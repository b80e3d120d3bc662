use std::io::{Error, ErrorKind};
use std::net::IpAddr;

/// First non-loopback IPv4 address on this machine, in interface-name order.
/// This is the address the advertisement carries.
pub fn pick_lan_ip() -> Result<IpAddr, Error> {
    let mut ifs = if_addrs::get_if_addrs()?;
    ifs.sort_by(|a, b| a.name.cmp(&b.name));

    ifs.into_iter()
        .map(|ifa| ifa.ip())
        .find(|ip| ip.is_ipv4() && !ip.is_loopback())
        .ok_or_else(|| {
            Error::new(
                ErrorKind::AddrNotAvailable,
                "no usable non-loopback IPv4 interface",
            )
        })
}
//! Binary-level checks of the `vbr` command line.

use std::io::Write;
use std::process::Command;

fn vbr() -> Command {
    let mut cmd = Command::new(env!("CARGO_BIN_EXE_vbr"));
    cmd.env_remove("PINECONE_API_KEY")
        .env_remove("HF_TOKEN")
        .env("RUST_LOG", "off");
    cmd
}

#[test]
fn missing_config_fails() {
    let dir = tempfile::tempdir().unwrap();
    let output = vbr()
        .args(["--config"])
        .arg(dir.path().join("absent.toml"))
        .arg("stats")
        .output()
        .unwrap();

    assert!(!output.status.success());
    let stderr = String::from_utf8_lossy(&output.stderr);
    assert!(stderr.contains("absent.toml"), "stderr: {stderr}");
}

#[test]
fn missing_api_key_reports_configuration_kind() {
    let mut file = tempfile::NamedTempFile::new().unwrap();
    writeln!(file, "[index]\nname = \"policies\"").unwrap();

    let output = vbr()
        .arg("--config")
        .arg(file.path())
        .args(["search", "flood coverage"])
        .output()
        .unwrap();

    assert!(!output.status.success());
    let stderr = String::from_utf8_lossy(&output.stderr);
    assert!(stderr.contains("error[configuration]"), "stderr: {stderr}");
    assert!(stderr.contains("PINECONE_API_KEY"), "stderr: {stderr}");
}

#[test]
fn empty_query_reports_degenerate_input() {
    let mut file = tempfile::NamedTempFile::new().unwrap();
    writeln!(file, "[index]\nname = \"policies\"").unwrap();

    let output = vbr()
        .arg("--config")
        .arg(file.path())
        .args(["search", "   ", "--json"])
        .output()
        .unwrap();

    assert!(!output.status.success());
    let stderr = String::from_utf8_lossy(&output.stderr);
    assert!(stderr.contains("error[degenerate_input]"), "stderr: {stderr}");
    let failure: serde_json::Value = serde_json::from_slice(&output.stdout).unwrap();
    assert_eq!(failure["error"]["kind"], "degenerate_input");
}

#[test]
fn completions_need_no_config() {
    let output = vbr().args(["completions", "bash"]).output().unwrap();
    assert!(output.status.success());
    let stdout = String::from_utf8_lossy(&output.stdout);
    assert!(stdout.contains("vbr"));
}

#[test]
fn malformed_filter_is_rejected_by_parser() {
    let output = vbr()
        .args(["search", "x", "--filter", "no-equals-sign"])
        .output()
        .unwrap();
    assert!(!output.status.success());
    let stderr = String::from_utf8_lossy(&output.stderr);
    assert!(stderr.contains("KEY=VALUE"), "stderr: {stderr}");
}
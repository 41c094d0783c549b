//! Vector utilities and the dimension reconciler.
//!
//! Every vector handed to the vector index passes through [`reconcile`]
//! immediately before the call, which guarantees the index's exact
//! dimensionality and unit L2 norm.
//!
//! Also provides:
//! - [`l2_normalize`]: in-place normalization that leaves zero vectors untouched
//! - [`cosine_similarity`]: similarity between two vectors
//! - [`mean_pool`]: average a `[seq_len, hidden]` token matrix into one vector
//! - [`vec_to_blob`] / [`blob_to_vec`]: little-endian `f32` byte encoding

use crate::error::{BridgeError, Result};

/// Norms at or below this are treated as zero.
pub const NORM_EPSILON: f32 = 1e-12;

/// Normalize `v` to unit L2 norm in place and return the original norm.
///
/// A zero (or near-zero) vector is left unchanged; callers check the
/// returned norm to detect it.
pub fn l2_normalize(v: &mut [f32]) -> f32 {
    let norm = l2_norm(v);
    if norm > NORM_EPSILON {
        for x in v.iter_mut() {
            *x /= norm;
        }
    }
    norm
}

/// Euclidean norm of `v`.
pub fn l2_norm(v: &[f32]) -> f32 {
    v.iter().map(|x| x * x).sum::<f32>().sqrt()
}

/// Make `vector` exactly `target_dim` long and unit-norm.
///
/// Shorter vectors are zero-padded on the right, longer ones truncated to
/// their first `target_dim` components, and the result is re-normalized.
/// A result with (near-)zero norm is a [`BridgeError::DegenerateInput`].
///
/// # Example
///
/// ```rust
/// use vector_bridge_core::vector::reconcile;
///
/// let v = reconcile(vec![3.0, 4.0], 4).unwrap();
/// assert_eq!(v.len(), 4);
/// assert!((v[0] - 0.6).abs() < 1e-6);
/// assert_eq!(v[3], 0.0);
/// ```
pub fn reconcile(mut vector: Vec<f32>, target_dim: usize) -> Result<Vec<f32>> {
    if target_dim == 0 {
        return Err(BridgeError::DegenerateInput(
            "target dimension must be greater than zero".into(),
        ));
    }
    let original_dim = vector.len();
    vector.resize(target_dim, 0.0);
    let norm = l2_normalize(&mut vector);
    if !(norm > NORM_EPSILON) {
        return Err(BridgeError::DegenerateInput(format!(
            "vector of dimension {} has zero norm after reconciling to {}",
            original_dim, target_dim
        )));
    }
    Ok(vector)
}

/// Re-normalize a vector that is already at the target dimension.
///
/// Used for reference vectors fetched from the index, which are never
/// padded or truncated.
pub fn renormalize(mut vector: Vec<f32>) -> Result<Vec<f32>> {
    let norm = l2_normalize(&mut vector);
    if !(norm > NORM_EPSILON) {
        return Err(BridgeError::DegenerateInput(format!(
            "vector of dimension {} has zero norm",
            vector.len()
        )));
    }
    Ok(vector)
}

/// Average the rows of a `[seq_len, hidden]` matrix.
///
/// Returns `None` for an empty matrix or rows of unequal length.
pub fn mean_pool(rows: &[Vec<f32>]) -> Option<Vec<f32>> {
    let first = rows.first()?;
    let hidden = first.len();
    if hidden == 0 || rows.iter().any(|r| r.len() != hidden) {
        return None;
    }
    let mut sum = vec![0f32; hidden];
    for row in rows {
        for (acc, v) in sum.iter_mut().zip(row) {
            *acc += v;
        }
    }
    let count = rows.len() as f32;
    for x in &mut sum {
        *x /= count;
    }
    Some(sum)
}

/// Compute cosine similarity between two vectors.
///
/// Returns `0.0` for empty vectors, vectors of different lengths, or
/// when either vector has zero norm.
pub fn cosine_similarity(a: &[f32], b: &[f32]) -> f32 {
    if a.len() != b.len() || a.is_empty() {
        return 0.0;
    }

    let mut dot = 0.0f32;
    let mut norm_a = 0.0f32;
    let mut norm_b = 0.0f32;

    for (x, y) in a.iter().zip(b.iter()) {
        dot += x * y;
        norm_a += x * x;
        norm_b += y * y;
    }

    let denom = norm_a.sqrt() * norm_b.sqrt();
    if denom < f32::EPSILON {
        return 0.0;
    }

    dot / denom
}

/// Encode a float vector as little-endian `f32` bytes.
pub fn vec_to_blob(vec: &[f32]) -> Vec<u8> {
    let mut bytes = Vec::with_capacity(vec.len() * 4);
    for &v in vec {
        bytes.extend_from_slice(&v.to_le_bytes());
    }
    bytes
}

/// Decode little-endian `f32` bytes back into a float vector.
///
/// Trailing bytes that do not form a whole `f32` are ignored.
pub fn blob_to_vec(blob: &[u8]) -> Vec<f32> {
    blob.chunks_exact(4)
        .map(|chunk| f32::from_le_bytes([chunk[0], chunk[1], chunk[2], chunk[3]]))
        .collect()
}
######
● **WHAT TO WORK ON**
Go through the entries above and write each one out exactly.

● **EXERCISE RESULT**
repository b80e3d120d3bc662
use std::io::{Error, ErrorKind};
use std::net::IpAddr;

/// First non-loopback IPv4 address on this machine, in interface-name order.
/// This is the address the advertisement carries.
pub fn pick_lan_ip() -> Result<IpAddr, Error> {
    let mut ifs = if_addrs::get_if_addrs()?;
    ifs.sort_by(|a, b| a.name.cmp(&b.name));

    ifs.into_iter()
        .map(|ifa| ifa.ip())
        .find(|ip| ip.is_ipv4() && !ip.is_loopback())
        .ok_or_else(|| {
            Error::new(
                ErrorKind::AddrNotAvailable,
                "no usable non-loopback IPv4 interface",
            )
        })
}
//! Binary-level checks of the `vbr` command line.

use std::io::Write;
use std::process::Command;

fn vbr() -> Command {
    let mut cmd = Command::new(env!("CARGO_BIN_EXE_vbr"));
    cmd.env_remove("PINECONE_API_KEY")
        .env_remove("HF_TOKEN")
        .env("RUST_LOG", "off");
    cmd
}

#[test]
fn missing_config_fails() {
    let dir = tempfile::tempdir().unwrap();
    let output = vbr()
        .args(["--config"])
        .arg(dir.path().join("absent.toml"))
        .arg("stats")
        .output()
        .unwrap();

    assert!(!output.status.success());
    let stderr = String::from_utf8_lossy(&output.stderr);
    assert!(stderr.contains("absent.toml"), "stderr: {stderr}");
}

#[test]
fn missing_api_key_reports_configuration_kind() {
    let mut file = tempfile::NamedTempFile::new().unwrap();
    writeln!(file, "[index]\nname = \"policies\"").unwrap();

    let output = vbr()
        .arg("--config")
        .arg(file.path())
        .args(["search", "flood coverage"])
        .output()
        .unwrap();

    assert!(!output.status.success());
    let stderr = String::from_utf8_lossy(&output.stderr);
    assert!(stderr.contains("error[configuration]"), "stderr: {stderr}");
    assert!(stderr.contains("PINECONE_API_KEY"), "stderr: {stderr}");
}

#[test]
fn empty_query_reports_degenerate_input() {
    let mut file = tempfile::NamedTempFile::new().unwrap();
    writeln!(file, "[index]\nname = \"policies\"").unwrap();

    let output = vbr()
        .arg("--config")
        .arg(file.path())
        .args(["search", "   ", "--json"])
        .output()
        .unwrap();

    assert!(!output.status.success());
    let stderr = String::from_utf8_lossy(&output.stderr);
    assert!(stderr.contains("error[degenerate_input]"), "stderr: {stderr}");
    let failure: serde_json::Value = serde_json::from_slice(&output.stdout).unwrap();
    assert_eq!(failure["error"]["kind"], "degenerate_input");
}

#[test]
fn completions_need_no_config() {
    let output = vbr().args(["completions", "bash"]).output().unwrap();
    assert!(output.status.success());
    let stdout = String::from_utf8_lossy(&output.stdout);
    assert!(stdout.contains("vbr"));
}

#[test]
fn malformed_filter_is_rejected_by_parser() {
    let output = vbr()
        .args(["search", "x", "--filter", "no-equals-sign"])
        .output()
        .unwrap();
    assert!(!output.status.success());
    let stderr = String::from_utf8_lossy(&output.stderr);
    assert!(stderr.contains("KEY=VALUE"), "stderr: {stderr}");
}
repository 41c094d0783c549b
//! Vector utilities and the dimension reconciler.
//!
//! Every vector handed to the vector index passes through [`reconcile`]
//! immediately before the call, which guarantees the index's exact
//! dimensionality and unit L2 norm.
//!
//! Also provides:
//! - [`l2_normalize`]: in-place normalization that leaves zero vectors untouched
//! - [`cosine_similarity`]: similarity between two vectors
//! - [`mean_pool`]: average a `[seq_len, hidden]` token matrix into one vector
//! - [`vec_to_blob`] / [`blob_to_vec`]: little-endian `f32` byte encoding

use crate::error::{BridgeError, Result};

/// Norms at or below this are treated as zero.
pub const NORM_EPSILON: f32 = 1e-12;

/// Normalize `v` to unit L2 norm in place and return the original norm.
///
/// A zero (or near-zero) vector is left unchanged; callers check the
/// returned norm to detect it.
pub fn l2_normalize(v: &mut [f32]) -> f32 {
    let norm = l2_norm(v);
    if norm > NORM_EPSILON {
        for x in v.iter_mut() {
            *x /= norm;
        }
    }
    norm
}

/// Euclidean norm of `v`.
pub fn l2_norm(v: &[f32]) -> f32 {
    v.iter().map(|x| x * x).sum::<f32>().sqrt()
}

/// Make `vector` exactly `target_dim` long and unit-norm.
///
/// Shorter vectors are zero-padded on the right, longer ones truncated to
/// their first `target_dim` components, and the result is re-normalized.
/// A result with (near-)zero norm is a [`BridgeError::DegenerateInput`].
///
/// # Example
///
/// ```rust
/// use vector_bridge_core::vector::reconcile;
///
/// let v = reconcile(vec![3.0, 4.0], 4).unwrap();
/// assert_eq!(v.len(), 4);
/// assert!((v[0] - 0.6).abs() < 1e-6);
/// assert_eq!(v[3], 0.0);
/// ```
pub fn reconcile(mut vector: Vec<f32>, target_dim: usize) -> Result<Vec<f32>> {
    if target_dim == 0 {
        return Err(BridgeError::DegenerateInput(
            "target dimension must be greater than zero".into(),
        ));
    }
    let original_dim = vector.len();
    vector.resize(target_dim, 0.0);
    let norm = l2_normalize(&mut vector);
    if !(norm > NORM_EPSILON) {
        return Err(BridgeError::DegenerateInput(format!(
            "vector of dimension {} has zero norm after reconciling to {}",
            original_dim, target_dim
        )));
    }
    Ok(vector)
}

/// Re-normalize a vector that is already at the target dimension.
///
/// Used for reference vectors fetched from the index, which are never
/// padded or truncated.
pub fn renormalize(mut vector: Vec<f32>) -> Result<Vec<f32>> {
    let norm = l2_normalize(&mut vector);
    if !(norm > NORM_EPSILON) {
        return Err(BridgeError::DegenerateInput(format!(
            "vector of dimension {} has zero norm",
            vector.len()
        )));
    }
    Ok(vector)
}

/// Average the rows of a `[seq_len, hidden]` matrix.
///
/// Returns `None` for an empty matrix or rows of unequal length.
pub fn mean_pool(rows: &[Vec<f32>]) -> Option<Vec<f32>> {
    let first = rows.first()?;
    let hidden = first.len();
    if hidden == 0 || rows.iter().any(|r| r.len() != hidden) {
        return None;
    }
    let mut sum = vec![0f32; hidden];
    for row in rows {
        for (acc, v) in sum.iter_mut().zip(row) {
            *acc += v;
        }
    }
    let count = rows.len() as f32;
    for x in &mut sum {
        *x /= count;
    }
    Some(sum)
}

/// Compute cosine similarity between two vectors.
///
/// Returns `0.0` for empty vectors, vectors of different lengths, or
/// when either vector has zero norm.
pub fn cosine_similarity(a: &[f32], b: &[f32]) -> f32 {
    if a.len() != b.len() || a.is_empty() {
        return 0.0;
    }

    let mut dot = 0.0f32;
    let mut norm_a = 0.0f32;
    let mut norm_b = 0.0f32;

    for (x, y) in a.iter().zip(b.iter()) {
        dot += x * y;
        norm_a += x * x;
        norm_b += y * y;
    }

    let denom = norm_a.sqrt() * norm_b.sqrt();
    if denom < f32::EPSILON {
        return 0.0;
    }

    dot / denom
}

/// Encode a float vector as little-endian `f32` bytes.
pub fn vec_to_blob(vec: &[f32]) -> Vec<u8> {
    let mut bytes = Vec::with_capacity(vec.len() * 4);
    for &v in vec {
        bytes.extend_from_slice(&v.to_le_bytes());
    }
    bytes
}

/// Decode little-endian `f32` bytes back into a float vector.
///
/// Trailing bytes that do not form a whole `f32` are ignored.
pub fn blob_to_vec(blob: &[u8]) -> Vec<f32> {
    blob.chunks_exact(4)
        .map(|chunk| f32::from_le_bytes([chunk[0], chunk[1], chunk[2], chunk[3]]))
        .collect()
}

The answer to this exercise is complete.